======== Data for the task ========
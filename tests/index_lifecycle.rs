//! End-to-end tests of the index: insert, flush, background merges, cleanup
//! and the read side of the committed main index.

use hashdex::error::IndexError;
use hashdex::index::dictionary::home_slot;
use hashdex::index::postings;
use hashdex::index::types::*;
use hashdex::index::{IndexReader, Indexer};
use std::fs;
use std::path::Path;
use std::sync::Arc;
use std::thread;
use tempfile::TempDir;

const VOCABULARY: &[&str] = &[
    "apple", "bear", "cat", "dog", "eel", "fox", "gnu", "hen", "ibis", "jay", "kiwi", "lion",
    "mole", "newt", "owl", "pig", "quail", "rat", "seal", "toad", "urchin", "vole", "wolf",
    "yak", "zebra",
];

/// Deterministic pseudo-random corpus: (name, words) per document
fn corpus(docs: u32, words_per_doc: usize) -> Vec<(String, Vec<&'static str>)> {
    let mut state: u64 = 0x2545_f491_4f6c_dd1d;
    (1..=docs)
        .map(|doc| {
            let words = (0..words_per_doc)
                .map(|_| {
                    state = state.wrapping_mul(6364136223846793005).wrapping_add(1442695040888963407);
                    VOCABULARY[(state >> 33) as usize % VOCABULARY.len()]
                })
                .collect();
            (format!("doc{:03}.txt", doc), words)
        })
        .collect()
}

fn build(dir: &Path, config: IndexConfig, docs: &[(String, Vec<&str>)]) -> IndexReader {
    let mut indexer = Indexer::create(dir, config).unwrap();
    for (i, (name, words)) in docs.iter().enumerate() {
        let doc_id = i as DocId + 1;
        indexer.open_document(doc_id, name).unwrap();
        for (pos, word) in words.iter().enumerate() {
            indexer.insert(word, doc_id, pos as Position).unwrap();
        }
    }
    indexer.cleanup().unwrap()
}

fn postings_of(reader: &IndexReader, term: &str) -> Vec<(DocId, Vec<Position>)> {
    reader
        .get_postings(term)
        .unwrap()
        .map(|list| list.into_entries().into_iter().map(|e| (e.doc_id, e.positions)).collect())
        .unwrap_or_default()
}

fn assert_ascending(reader: &IndexReader, term: &str) {
    if let Some(list) = reader.get_postings(term).unwrap() {
        let ids: Vec<_> = list.doc_ids().collect();
        assert!(ids.windows(2).all(|w| w[0] < w[1]), "{} not ascending: {:?}", term, ids);
    }
}

#[test]
fn single_segment_example() {
    let dir = TempDir::new().unwrap();
    let mut indexer = Indexer::create(dir.path(), IndexConfig::with_sizes(101, 1000)).unwrap();
    indexer.insert("cat", 1, 0).unwrap();
    indexer.insert("dog", 1, 1).unwrap();
    indexer.insert("cat", 2, 0).unwrap();
    let reader = indexer.cleanup().unwrap();

    assert_eq!(postings_of(&reader, "cat"), vec![(1, vec![0]), (2, vec![0])]);
    assert_eq!(postings_of(&reader, "dog"), vec![(1, vec![1])]);
    assert!(reader.get_postings("emu").unwrap().is_none());
}

#[test]
fn two_segment_merge_example() {
    let dir = TempDir::new().unwrap();
    let mut indexer = Indexer::create(dir.path(), IndexConfig::with_sizes(101, 1000)).unwrap();
    indexer.insert("cat", 1, 0).unwrap();
    assert_eq!(indexer.flush().unwrap(), Some(1));
    indexer.insert("cat", 5, 2).unwrap();
    let reader = indexer.cleanup().unwrap();

    assert_eq!(postings_of(&reader, "cat"), vec![(1, vec![0]), (5, vec![2])]);
    assert_eq!(reader.meta().unwrap().generations, 2);
}

#[test]
fn disjoint_ranges_merge_to_union() {
    let dir = TempDir::new().unwrap();
    let mut indexer = Indexer::create(dir.path(), IndexConfig::with_sizes(101, 1000)).unwrap();
    for doc in 1..=3 {
        indexer.insert("shared", doc, doc * 10).unwrap();
        indexer.insert("low", doc, 1).unwrap();
    }
    indexer.flush().unwrap();
    for doc in 4..=6 {
        indexer.insert("shared", doc, doc * 10).unwrap();
        indexer.insert("shared", doc, doc * 10 + 1).unwrap();
        indexer.insert("high", doc, 2).unwrap();
    }
    let reader = indexer.cleanup().unwrap();

    let shared = postings_of(&reader, "shared");
    assert_eq!(
        shared.iter().map(|(d, _)| *d).collect::<Vec<_>>(),
        vec![1, 2, 3, 4, 5, 6]
    );
    assert_eq!(shared[4], (5, vec![50, 51]));
    assert_eq!(postings_of(&reader, "low").len(), 3);
    assert_eq!(postings_of(&reader, "high").len(), 3);
}

#[test]
fn cascaded_merges_equal_single_segment() {
    let docs = corpus(40, 30);

    let many = TempDir::new().unwrap();
    let merged = build(many.path(), IndexConfig::with_sizes(211, 7), &docs);
    assert!(merged.meta().unwrap().generations > 3);

    let one = TempDir::new().unwrap();
    let single = build(one.path(), IndexConfig::with_sizes(211, 100_000), &docs);
    assert_eq!(single.meta().unwrap().generations, 1);

    for term in VOCABULARY {
        assert_eq!(postings_of(&merged, term), postings_of(&single, term), "term {}", term);
        assert_ascending(&merged, term);
    }
    assert_eq!(merged.term_count().unwrap(), single.term_count().unwrap());
    assert_eq!(
        merged.doc_lengths().collect::<Vec<_>>(),
        single.doc_lengths().collect::<Vec<_>>()
    );
    assert_eq!(merged.doc_count(), 40);
    assert_eq!(merged.doc_name(40), Some("doc040.txt"));
}

#[test]
fn document_spanning_a_flush() {
    let dir = TempDir::new().unwrap();
    let mut indexer = Indexer::create(dir.path(), IndexConfig::with_sizes(101, 3)).unwrap();
    indexer.open_document(1, "long.txt").unwrap();
    for (pos, word) in ["cat", "dog", "emu", "cat", "fox"].iter().enumerate() {
        indexer.insert(word, 1, pos as Position).unwrap();
    }
    assert_eq!(indexer.generation(), 1);
    let reader = indexer.cleanup().unwrap();

    // One group per docID even though doc 1 spans both segments
    assert_eq!(postings_of(&reader, "cat"), vec![(1, vec![0, 3])]);
    assert_eq!(reader.doc_count(), 1);
    assert_eq!(reader.doc_name(1), Some("long.txt"));
    assert_eq!(reader.doc_length(1), Some(5));

    let doc_info = fs::read_to_string(dir.path().join(DOCINFO_FNAME)).unwrap();
    assert_eq!(doc_info, "1;long.txt;5\n");
}

#[test]
fn empty_flush_is_noop() {
    let dir = TempDir::new().unwrap();
    let mut indexer = Indexer::create(dir.path(), IndexConfig::with_sizes(101, 1000)).unwrap();
    assert_eq!(indexer.flush().unwrap(), None);
    assert_eq!(indexer.flush().unwrap(), None);
    assert!(!generation_path(dir.path(), DICTIONARY_FNAME, 1).exists());

    let reader = indexer.cleanup().unwrap();
    assert_eq!(reader.term_count().unwrap(), 0);
    assert_eq!(reader.doc_count(), 0);
    assert_eq!(reader.meta().unwrap().generations, 0);
    assert!(reader.get_postings("cat").unwrap().is_none());
}

#[test]
fn colliding_terms_both_retrievable() {
    let table_size = 13;
    let (first, second) = ('a'..='z')
        .flat_map(|a| ('a'..='z').map(move |b| (a.to_string(), b.to_string())))
        .find(|(a, b)| a < b && home_slot(a, table_size) == home_slot(b, table_size))
        .unwrap();

    let dir = TempDir::new().unwrap();
    let mut indexer =
        Indexer::create(dir.path(), IndexConfig::with_sizes(table_size, 1000)).unwrap();
    indexer.insert(&first, 1, 0).unwrap();
    indexer.insert(&second, 1, 1).unwrap();
    let reader = indexer.cleanup().unwrap();

    assert_eq!(postings_of(&reader, &first), vec![(1, vec![0])]);
    assert_eq!(postings_of(&reader, &second), vec![(1, vec![1])]);

    let home = home_slot(&first, table_size);
    let (slot_a, _) = reader.dictionary().locate(&first, reader.data()).unwrap().unwrap();
    let (slot_b, _) = reader.dictionary().locate(&second, reader.data()).unwrap().unwrap();
    assert_eq!(slot_a, home);
    assert_eq!(slot_b, (home + 1) % table_size);
}

#[test]
fn capacity_exceeded_is_an_error() {
    let dir = TempDir::new().unwrap();
    let mut indexer = Indexer::create(dir.path(), IndexConfig::with_sizes(4, 1000)).unwrap();
    for (pos, term) in ["a", "b", "c", "d"].iter().enumerate() {
        indexer.insert(term, 1, pos as Position).unwrap();
    }
    let err = indexer.insert("e", 1, 4).unwrap_err();
    assert!(matches!(err, IndexError::CapacityExceeded { terms: 5, capacity: 4 }));
}

#[test]
fn merged_capacity_exceeded_is_an_error() {
    let dir = TempDir::new().unwrap();
    let mut indexer = Indexer::create(dir.path(), IndexConfig::with_sizes(3, 2)).unwrap();
    indexer.insert("a", 1, 0).unwrap();
    indexer.insert("b", 1, 1).unwrap();
    indexer.insert("c", 2, 0).unwrap();
    indexer.insert("d", 2, 1).unwrap();

    // Each segment fits, their union does not
    let err = indexer.cleanup().err().unwrap();
    assert!(matches!(err, IndexError::CapacityExceeded { capacity: 3, .. }));
}

#[test]
fn unreadable_data_reads_as_absent() {
    let dir = TempDir::new().unwrap();
    let mut indexer = Indexer::create(dir.path(), IndexConfig::with_sizes(31, 1000)).unwrap();
    indexer.insert("cat", 1, 0).unwrap();
    drop(indexer.cleanup().unwrap());

    fs::write(dir.path().join(DATA_FNAME), b"").unwrap();
    let reader = IndexReader::open(dir.path()).unwrap();
    assert!(reader.get_postings("cat").unwrap().is_none());
}

#[test]
fn stored_blobs_use_the_text_codec() {
    let dir = TempDir::new().unwrap();
    let mut indexer = Indexer::create(dir.path(), IndexConfig::with_sizes(31, 1000)).unwrap();
    indexer.insert("cat", 1, 0).unwrap();
    indexer.insert("cat", 1, 4).unwrap();
    indexer.insert("cat", 7, 2).unwrap();
    drop(indexer.cleanup().unwrap());

    let data = fs::read_to_string(dir.path().join(DATA_FNAME)).unwrap();
    assert_eq!(data, "cat 1:0,4.7:2");

    let (term, list) = postings::decode(&data).unwrap();
    assert_eq!(term, "cat");
    assert_eq!(postings::encode(&term, &list), data);
}

#[test]
fn segment_files_removed_after_cleanup() {
    let dir = TempDir::new().unwrap();
    let docs = corpus(10, 20);
    drop(build(dir.path(), IndexConfig::with_sizes(101, 5), &docs));

    let mut names: Vec<_> = fs::read_dir(dir.path())
        .unwrap()
        .map(|e| e.unwrap().file_name().to_string_lossy().into_owned())
        .collect();
    names.sort();
    assert_eq!(names, vec!["data", "dictionary", "docInfo", "meta.json"]);
}

#[test]
fn concurrent_lookups_see_every_term() {
    let dir = TempDir::new().unwrap();
    let mut indexer = Indexer::create(dir.path(), IndexConfig::with_sizes(4001, 500)).unwrap();
    indexer.open_document(1, "many.txt").unwrap();
    for i in 0..2000u32 {
        indexer.insert(&format!("term{}", i), 1, i).unwrap();
    }
    let reader = Arc::new(indexer.cleanup().unwrap());

    let workers: Vec<_> = (0..8u32)
        .map(|worker| {
            let reader = Arc::clone(&reader);
            thread::spawn(move || {
                let mut wrong = 0;
                for round in 0..2000u32 {
                    let i = (round * 7 + worker * 251) % 2000;
                    if postings_of(&reader, &format!("term{}", i)) != vec![(1, vec![i])] {
                        wrong += 1;
                    }
                }
                wrong
            })
        })
        .collect();

    let wrong: usize = workers.into_iter().map(|w| w.join().unwrap()).sum();
    assert_eq!(wrong, 0);
}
========
## Exercise description
Return the entries above unchanged, starting at the first line and stopping after the line with "words) per document".

## Reply to the task
filename tests/index_lifecycle.rs
//! End-to-end tests of the index: insert, flush, background merges, cleanup
//! and the read side of the committed main index.

use hashdex::error::IndexError;
use hashdex::index::dictionary::home_slot;
use hashdex::index::postings;
use hashdex::index::types::*;
use hashdex::index::{IndexReader, Indexer};
use std::fs;
use std::path::Path;
use std::sync::Arc;
use std::thread;
use tempfile::TempDir;

const VOCABULARY: &[&str] = &[
    "apple", "bear", "cat", "dog", "eel", "fox", "gnu", "hen", "ibis", "jay", "kiwi", "lion",
    "mole", "newt", "owl", "pig", "quail", "rat", "seal", "toad", "urchin", "vole", "wolf",
    "yak", "zebra",
];

/// Deterministic pseudo-random corpus: (name, words) per document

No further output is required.